David confortou Betsabá sua esposa, e foi até ela, e deitou-se com ela. Ela deu à luz um filho, e ele chamou-o de Salomão. Javé o amava;
25 En zond heen door de hand van den profeet Nathan, en noemde zijn naam Jedid-Jah, om des HEEREN wil.
e enviou pela mão de Natã o profeta, e lhe deu o nome de Jedidias, em nome de Javé.
26 Joab nu krijgde tegen Rabba der kinderen Ammons; en hij nam de koninklijke stad in.
Now Joab lutou contra Rabbah das crianças de Ammon, e tomou a cidade real.
27 Toen zond Joab boden tot David, en zeide: Ik heb gekrijgd tegen Rabba, ook heb ik de waterstad ingenomen.

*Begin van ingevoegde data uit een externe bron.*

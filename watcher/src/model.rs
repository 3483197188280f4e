//! Canonical item model shared by every pipeline stage.

use chrono::{DateTime, Utc};
use common::{SelectorsConfig, SourceConfig};
use serde::{Deserialize, Serialize};
use sha2::{Digest, Sha256};
use std::collections::HashSet;
use std::fmt;
use std::str::FromStr;

use crate::error::ConfigError;

/// Title used when a source gives an item without one.
pub const NO_TITLE: &str = "(no title)";

/// Closed set of content categories a source can be filed under.
#[derive(Debug, Clone, Copy, PartialEq, Eq, Hash, PartialOrd, Ord, Serialize, Deserialize)]
#[serde(rename_all = "lowercase")]
pub enum Category {
    Blog,
    Release,
    Event,
    Webinar,
    News,
}

impl Category {
    pub fn as_str(&self) -> &'static str {
        match self {
            Category::Blog => "blog",
            Category::Release => "release",
            Category::Event => "event",
            Category::Webinar => "webinar",
            Category::News => "news",
        }
    }
}

impl fmt::Display for Category {
    fn fmt(&self, f: &mut fmt::Formatter<'_>) -> fmt::Result {
        f.write_str(self.as_str())
    }
}

impl FromStr for Category {
    type Err = String;

    fn from_str(s: &str) -> Result<Self, Self::Err> {
        match s.trim().to_ascii_lowercase().as_str() {
            "blog" => Ok(Category::Blog),
            "release" => Ok(Category::Release),
            "event" => Ok(Category::Event),
            "webinar" => Ok(Category::Webinar),
            "news" => Ok(Category::News),
            other => Err(other.to_string()),
        }
    }
}

/// CSS selectors for pulling items out of an HTML listing page.
#[derive(Debug, Clone, PartialEq, Eq, Serialize, Deserialize)]
pub struct HtmlSelectors {
    /// Matches one node per item.
    pub item: String,
    /// Matches the anchor inside an item node, when the item node is not itself a link.
    pub title: String,
    /// Attribute holding the link target, usually `href`.
    pub link_attr: String,
    /// Optional node holding the publish date, looked up inside the item node.
    pub date: Option<String>,
}

impl From<&SelectorsConfig> for HtmlSelectors {
    fn from(cfg: &SelectorsConfig) -> Self {
        Self {
            item: cfg.item.clone(),
            title: cfg.title.clone(),
            link_attr: cfg.link_attr.clone(),
            date: cfg.date.clone(),
        }
    }
}

/// How a source is read. Selectors only exist on the HTML variant.
#[derive(Debug, Clone, PartialEq, Eq)]
pub enum SourceKind {
    Feed,
    Html(HtmlSelectors),
}

impl SourceKind {
    pub fn label(&self) -> &'static str {
        match self {
            SourceKind::Feed => "feed",
            SourceKind::Html(_) => "html",
        }
    }
}

/// A configured origin. Immutable for the duration of a run.
#[derive(Debug, Clone, PartialEq, Eq)]
pub struct Source {
    pub name: String,
    pub kind: SourceKind,
    pub category: Category,
    pub url: String,
}

impl Source {
    pub fn feed(name: impl Into<String>, category: Category, url: impl Into<String>) -> Self {
        Self {
            name: name.into(),
            kind: SourceKind::Feed,
            category,
            url: url.into(),
        }
    }

    pub fn html(
        name: impl Into<String>,
        category: Category,
        url: impl Into<String>,
        selectors: HtmlSelectors,
    ) -> Self {
        Self {
            name: name.into(),
            kind: SourceKind::Html(selectors),
            category,
            url: url.into(),
        }
    }

    /// Validate one raw config entry. `index` is only used in error messages.
    pub fn from_config(index: usize, cfg: &SourceConfig) -> Result<Self, ConfigError> {
        let name = cfg.name.trim().to_string();
        if name.is_empty() {
            return Err(ConfigError::EmptyName { index });
        }

        let category = cfg
            .category
            .parse::<Category>()
            .map_err(|category| ConfigError::UnknownCategory {
                name: name.clone(),
                category,
            })?;

        let parsed = url::Url::parse(cfg.url.trim()).map_err(|e| ConfigError::InvalidUrl {
            name: name.clone(),
            url: cfg.url.clone(),
            reason: e.to_string(),
        })?;
        if !matches!(parsed.scheme(), "http" | "https") {
            return Err(ConfigError::InvalidUrl {
                name,
                url: cfg.url.clone(),
                reason: format!("unsupported scheme '{}'", parsed.scheme()),
            });
        }

        let kind = match (cfg.kind.trim().to_ascii_lowercase().as_str(), &cfg.selectors) {
            ("feed" | "rss" | "atom", None) => SourceKind::Feed,
            ("feed" | "rss" | "atom", Some(_)) => {
                return Err(ConfigError::UnexpectedSelectors { name })
            }
            ("html", Some(selectors)) => {
                let selectors = HtmlSelectors::from(selectors);
                let mut to_check = vec![&selectors.item, &selectors.title];
                to_check.extend(selectors.date.as_ref());
                for selector in to_check {
                    if scraper::Selector::parse(selector).is_err() {
                        return Err(ConfigError::InvalidSelector {
                            name,
                            selector: selector.clone(),
                        });
                    }
                }
                SourceKind::Html(selectors)
            }
            ("html", None) => return Err(ConfigError::MissingSelectors { name }),
            (other, _) => {
                return Err(ConfigError::UnknownKind {
                    name,
                    kind: other.to_string(),
                })
            }
        };

        Ok(Self {
            name,
            kind,
            category,
            url: cfg.url.trim().to_string(),
        })
    }
}

/// Validate the whole configured source list, keeping its order.
pub fn sources_from_config(configs: &[SourceConfig]) -> Result<Vec<Source>, ConfigError> {
    let mut names = HashSet::new();
    let mut sources = Vec::with_capacity(configs.len());
    for (index, cfg) in configs.iter().enumerate() {
        let source = Source::from_config(index, cfg)?;
        if !names.insert(source.name.clone()) {
            return Err(ConfigError::DuplicateName { name: source.name });
        }
        sources.push(source);
    }
    Ok(sources)
}

/// One observed piece of content. Created fresh on every fetch and never mutated.
#[derive(Debug, Clone, PartialEq, Eq, Serialize, Deserialize)]
pub struct Item {
    pub source: String,
    pub category: Category,
    pub title: String,
    pub url: String,
    pub published_at: Option<DateTime<Utc>>,
    pub id_hint: Option<String>,
}

impl Item {
    /// Build an item for `source`. An empty title falls back to [`NO_TITLE`].
    pub fn new(source: &Source, title: &str, url: impl Into<String>) -> Self {
        let title = title.trim();
        Self {
            source: source.name.clone(),
            category: source.category,
            title: if title.is_empty() {
                NO_TITLE.to_string()
            } else {
                title.to_string()
            },
            url: url.into(),
            published_at: None,
            id_hint: None,
        }
    }

    pub fn with_published_at(mut self, published_at: Option<DateTime<Utc>>) -> Self {
        self.published_at = published_at;
        self
    }

    pub fn with_id_hint(mut self, id_hint: Option<String>) -> Self {
        self.id_hint = id_hint.filter(|s| !s.trim().is_empty());
        self
    }

    /// Dedup key for this item. See [`identity_key`].
    pub fn identity_key(&self) -> String {
        identity_key(
            &self.source,
            self.id_hint.as_deref(),
            &self.url,
            &self.title,
        )
    }
}

/// SHA-256 over `source` and the first non-empty of `id_hint`, `url`, `title`.
///
/// Parts are trimmed and joined with U+0001, so the source always
/// participates and two sources can never share a key.
pub fn identity_key(source: &str, id_hint: Option<&str>, url: &str, title: &str) -> String {
    let discriminator = [id_hint.unwrap_or(""), url, title]
        .into_iter()
        .map(str::trim)
        .find(|s| !s.is_empty())
        .unwrap_or("");

    let parts: Vec<&str> = [source.trim(), discriminator]
        .into_iter()
        .filter(|s| !s.is_empty())
        .collect();

    let mut hasher = Sha256::new();
    hasher.update(parts.join("\u{0001}").as_bytes());
    let digest = hasher.finalize();

    let mut out = String::with_capacity(64);
    for b in digest.iter() {
        use std::fmt::Write as _;
        let _ = write!(&mut out, "{:02x}", b);
    }
    out
}

#[cfg(test)]
mod tests {
    use super::*;

    fn src(name: &str) -> Source {
        Source::feed(name, Category::Blog, "https://example.com/feed")
    }

    fn raw(name: &str, kind: &str, url: &str, selectors: Option<SelectorsConfig>) -> SourceConfig {
        SourceConfig {
            name: name.to_string(),
            kind: kind.to_string(),
            category: "news".to_string(),
            url: url.to_string(),
            selectors,
        }
    }

    fn selectors() -> SelectorsConfig {
        SelectorsConfig {
            item: "article".to_string(),
            title: "h2 a".to_string(),
            link_attr: "href".to_string(),
            date: None,
        }
    }

    #[test]
    fn same_id_hint_gives_same_key_regardless_of_title_and_url() {
        let a = Item::new(&src("Acme"), "First title", "https://a.example/1")
            .with_id_hint(Some("urn:post:1".into()));
        let b = Item::new(&src("Acme"), "Edited title", "https://a.example/1?utm=x")
            .with_id_hint(Some("urn:post:1".into()));
        assert_eq!(a.identity_key(), b.identity_key());
    }

    #[test]
    fn changing_source_changes_key() {
        let a = Item::new(&src("Acme"), "Same", "https://same.example/")
            .with_id_hint(Some("id-1".into()));
        let b = Item::new(&src("Globex"), "Same", "https://same.example/")
            .with_id_hint(Some("id-1".into()));
        assert_ne!(a.identity_key(), b.identity_key());
    }

    #[test]
    fn key_collapses_to_url_then_title() {
        let with_url = identity_key("Acme", None, "https://a.example/x", "Title");
        assert_eq!(with_url, identity_key("Acme", Some("  "), "https://a.example/x", "Other"));

        let title_only = identity_key("Acme", None, "", "Title");
        assert_eq!(title_only, identity_key("Acme", None, "  ", "Title"));
        assert_ne!(title_only, with_url);
    }

    #[test]
    fn key_is_lowercase_hex_sha256() {
        let key = identity_key("Acme", Some("1"), "", "");
        assert_eq!(key.len(), 64);
        assert!(key.chars().all(|c| c.is_ascii_hexdigit() && !c.is_ascii_uppercase()));
    }

    #[test]
    fn empty_title_falls_back_to_placeholder() {
        let item = Item::new(&src("Acme"), "   ", "https://a.example/");
        assert_eq!(item.title, NO_TITLE);
        assert_eq!(item.category, Category::Blog);
    }

    #[test]
    fn html_source_requires_selectors() {
        let err = Source::from_config(0, &raw("Page", "html", "https://a.example/", None))
            .unwrap_err();
        assert!(matches!(err, ConfigError::MissingSelectors { .. }));

        let err = Source::from_config(
            0,
            &raw("Feed", "feed", "https://a.example/", Some(selectors())),
        )
        .unwrap_err();
        assert!(matches!(err, ConfigError::UnexpectedSelectors { .. }));

        let ok = Source::from_config(
            0,
            &raw("Page", "html", "https://a.example/", Some(selectors())),
        )
        .expect("valid html source");
        assert_eq!(ok.kind.label(), "html");
    }

    #[test]
    fn rss_is_accepted_as_feed() {
        let source =
            Source::from_config(0, &raw("Feed", "RSS", "https://a.example/rss", None)).unwrap();
        assert_eq!(source.kind, SourceKind::Feed);
        assert_eq!(source.category, Category::News);
    }

    #[test]
    fn rejects_bad_definitions() {
        let err = Source::from_config(0, &raw("X", "json", "https://a.example/", None)).unwrap_err();
        assert!(matches!(err, ConfigError::UnknownKind { .. }));

        let err = Source::from_config(0, &raw("X", "feed", "ftp://a.example/", None)).unwrap_err();
        assert!(matches!(err, ConfigError::InvalidUrl { .. }));

        let err = Source::from_config(0, &raw("X", "feed", "not a url", None)).unwrap_err();
        assert!(matches!(err, ConfigError::InvalidUrl { .. }));

        let mut bad_category = raw("X", "feed", "https://a.example/", None);
        bad_category.category = "podcast".into();
        let err = Source::from_config(0, &bad_category).unwrap_err();
        assert!(matches!(err, ConfigError::UnknownCategory { .. }));

        let mut bad_selector = selectors();
        bad_selector.item = "li[".into();
        let err = Source::from_config(
            0,
            &raw("X", "html", "https://a.example/", Some(bad_selector)),
        )
        .unwrap_err();
        assert!(matches!(err, ConfigError::InvalidSelector { .. }));
    }

    #[test]
    fn duplicate_names_are_rejected() {
        let configs = vec![
            raw("Acme", "feed", "https://a.example/1", None),
            raw("Acme", "feed", "https://a.example/2", None),
        ];
        let err = sources_from_config(&configs).unwrap_err();
        assert!(matches!(err, ConfigError::DuplicateName { .. }));
    }
}
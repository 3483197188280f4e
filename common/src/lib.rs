/*!
common/src/lib.rs

Shared configuration types and ledger DB helpers for the competitor watcher.

This file provides:
- Config data structures (deserialized from TOML)
- An async loader for a default + override pair of TOML files
- Helpers to initialize and migrate the SQLite ledger database
*/

use anyhow::{Context, Result};
use serde::{Deserialize, Serialize};
use sqlx::sqlite::{SqliteConnectOptions, SqlitePoolOptions};
use sqlx::SqlitePool;
use std::path::Path;
use std::str::FromStr;

/// Database configuration section
#[derive(Debug, Clone, Serialize, Deserialize)]
pub struct DatabaseConfig {
    /// Path to the sqlite ledger file (e.g. "data/watcher.db")
    #[serde(default = "default_db_path")]
    pub path: String,
}

impl Default for DatabaseConfig {
    fn default() -> Self {
        Self {
            path: default_db_path(),
        }
    }
}

/// HTTP accessor configuration
#[derive(Debug, Clone, Serialize, Deserialize)]
pub struct HttpConfig {
    #[serde(default = "default_connect_timeout")]
    pub connect_timeout_seconds: u64,
    #[serde(default = "default_read_timeout")]
    pub read_timeout_seconds: u64,
    #[serde(default = "default_user_agent")]
    pub user_agent: String,
    /// Fixed pause between the first attempt and the retry
    #[serde(default = "default_retry_delay_ms")]
    pub retry_delay_ms: u64,
    /// Total attempts per request, clamped to 1..=2
    #[serde(default = "default_max_attempts")]
    pub max_attempts: u32,
    /// Number of sources fetched at the same time
    #[serde(default = "default_concurrency")]
    pub concurrency: usize,
}

impl Default for HttpConfig {
    fn default() -> Self {
        Self {
            connect_timeout_seconds: default_connect_timeout(),
            read_timeout_seconds: default_read_timeout(),
            user_agent: default_user_agent(),
            retry_delay_ms: default_retry_delay_ms(),
            max_attempts: default_max_attempts(),
            concurrency: default_concurrency(),
        }
    }
}

/// Selection policy tunables. All counts of zero mean "disabled".
#[derive(Debug, Clone, Serialize, Deserialize)]
pub struct SelectionConfig {
    #[serde(default = "default_max_items")]
    pub max_items_per_source: usize,
    #[serde(default)]
    pub since_hours: u32,
    #[serde(default)]
    pub force_seed_per_source: usize,
    #[serde(default)]
    pub seed_latest_per_source: usize,
    /// Report new items without writing anything to the ledger
    #[serde(default)]
    pub dry_run: bool,
}

impl Default for SelectionConfig {
    fn default() -> Self {
        Self {
            max_items_per_source: default_max_items(),
            since_hours: 0,
            force_seed_per_source: 0,
            seed_latest_per_source: 0,
            dry_run: false,
        }
    }
}

/// Remote LLM config for the optional summarization step
#[derive(Debug, Clone, Default, Serialize, Deserialize)]
pub struct LlmConfig {
    pub api_url: Option<String>,
    pub api_key_env: Option<String>,
    pub model: Option<String>,
    pub timeout_seconds: Option<u64>,
    pub max_tokens: Option<usize>,
}

/// Where the rendered digest goes
#[derive(Debug, Clone, Serialize, Deserialize)]
pub struct DeliveryConfig {
    pub output_path: Option<String>,
}

/// CSS selectors used to pull items out of an HTML page
#[derive(Debug, Clone, PartialEq, Eq, Serialize, Deserialize)]
pub struct SelectorsConfig {
    pub item: String,
    pub title: String,
    #[serde(default = "default_link_attr")]
    pub link_attr: String,
    pub date: Option<String>,
}

/// One `[[sources]]` entry, as written in the config file.
/// Kind and category stay strings here; the watcher validates them.
#[derive(Debug, Clone, Serialize, Deserialize)]
pub struct SourceConfig {
    pub name: String,
    pub kind: String,
    pub category: String,
    pub url: String,
    pub selectors: Option<SelectorsConfig>,
}

/// Top-level application configuration (deserialized from config.toml)
#[derive(Debug, Clone, Default, Serialize, Deserialize)]
pub struct Config {
    #[serde(default)]
    pub database: DatabaseConfig,
    #[serde(default)]
    pub http: HttpConfig,
    #[serde(default)]
    pub selection: SelectionConfig,
    pub llm: Option<LlmConfig>,
    pub delivery: Option<DeliveryConfig>,
    #[serde(default)]
    pub sources: Vec<SourceConfig>,
}

fn default_db_path() -> String {
    "data/watcher.db".to_string()
}

fn default_connect_timeout() -> u64 {
    5
}

fn default_read_timeout() -> u64 {
    12
}

fn default_user_agent() -> String {
    "CompetitorWatcher/1.0".to_string()
}

fn default_retry_delay_ms() -> u64 {
    1000
}

fn default_max_attempts() -> u32 {
    2
}

fn default_concurrency() -> usize {
    4
}

fn default_max_items() -> usize {
    50
}

fn default_link_attr() -> String {
    "href".to_string()
}

impl Config {
    /// Load configuration with an optional default file and an optional override file.
    /// If both are present, they are merged (override takes precedence).
    pub async fn load_with_defaults(
        default_path: Option<&Path>,
        override_path: Option<&Path>,
    ) -> Result<Self> {
        let mut config_value = toml::Value::Table(toml::map::Map::new());

        for path in [default_path, override_path].into_iter().flatten() {
            if !path.exists() {
                continue;
            }
            let data = tokio::fs::read_to_string(path)
                .await
                .with_context(|| format!("Failed to read config: {}", path.display()))?;
            let val: toml::Value = toml::from_str(&data)
                .with_context(|| format!("Failed to parse configuration: {}", path.display()))?;
            merge_toml(&mut config_value, val);
        }

        let cfg: Config = config_value
            .try_into()
            .context("Failed to parse merged configuration")?;
        Ok(cfg)
    }
}

/// Deep-merge `b` into `a`. Tables merge key by key; arrays and scalars are replaced,
/// so an override file that lists `[[sources]]` replaces the default list entirely.
fn merge_toml(a: &mut toml::Value, b: toml::Value) {
    match (a, b) {
        (toml::Value::Table(a_map), toml::Value::Table(b_map)) => {
            for (k, v) in b_map {
                if let Some(a_val) = a_map.get_mut(&k) {
                    merge_toml(a_val, v);
                } else {
                    a_map.insert(k, v);
                }
            }
        }
        (a_val, b_val) => *a_val = b_val,
    }
}

/// Run SQL migrations using sqlx's migration macro.
/// This expects the `migrations` directory at the workspace root, which is embedded at
/// compile time.
pub async fn run_migrations(pool: &SqlitePool) -> Result<()> {
    sqlx::migrate!("../migrations")
        .run(pool)
        .await
        .context("Failed to run sqlx migrations")?;

    Ok(())
}

/// Initialize an SQLite connection pool.
///
/// This function will create the parent directory if necessary and return a configured
/// `SqlitePool` in WAL mode. Connections are handed out per operation, so the pool is
/// kept small.
///
/// Example:
///   let pool = init_db_pool("data/watcher.db").await?;
pub async fn init_db_pool(path: &str) -> Result<SqlitePool> {
    if let Some(parent) = Path::new(path).parent() {
        if !parent.as_os_str().is_empty() {
            tokio::fs::create_dir_all(parent).await.with_context(|| {
                format!("Failed to create DB parent directory: {}", parent.display())
            })?;
        }
    }

    let options = SqliteConnectOptions::from_str(&format!("sqlite://{}", path))?
        .create_if_missing(true)
        .journal_mode(sqlx::sqlite::SqliteJournalMode::Wal);

    let pool = SqlitePoolOptions::new()
        .max_connections(4)
        .connect_with(options)
        .await
        .with_context(|| format!("Failed to connect to sqlite database at path: {}", path))?;

    Ok(pool)
}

Joab enviou mensageiros a David, e disse: “Eu lutei contra Rabbah”. Sim, eu tomei a cidade das águas.
28 Zo verzamel gij nu het overige des volks, en beleger de stad, en neem ze in; opdat niet, zo ik de stad zou innemen, mijn naam over haar uitgeroepen worde.
Agora, portanto, reúnam o resto do povo, acampem-se contra a cidade e tomem-na; para que eu não tome a cidade, e ela seja chamada pelo meu nome”.
29 Toen verzamelde David al dat volk, en toog naar Rabba; en hij krijgde tegen haar, en nam ze in.
David reuniu todo o povo e foi para Rabbah, lutou contra ela e a levou.
30 En hij nam de kroon haars konings van zijn hoofd af, welker gewicht was een talent gouds, met edelgesteente, en zij werd op Davids hoofd gezet; ook voerde hij uit een zeer groten roof der stad.
Ele tirou a coroa do rei deles de sua cabeça; e seu peso era um talento de ouro, e nele havia pedras preciosas; e foi colocado na cabeça de Davi. Ele trouxe uma grande quantidade de pilhagem para fora da cidade.
31 Het volk nu, dat daarin was, voerde hij uit, en leide het onder zagen, en onder ijzeren dorswagens, en onder ijzeren bijlen, en deed hen door den ticheloven doorgaan; en alzo deed hij aan alle steden der kinderen Ammons. Daarna keerde David, en al het volk, weder naar Jeruzalem.
Ele trouxe para fora as pessoas que estavam nela, e as colocou para trabalhar sob serras, sob picaretas de ferro, sob eixos de ferro, e as fez ir para o forno de tijolos; e o fez para todas as cidades das crianças de Ammon. Então Davi e todo o povo retornaram a Jerusalém.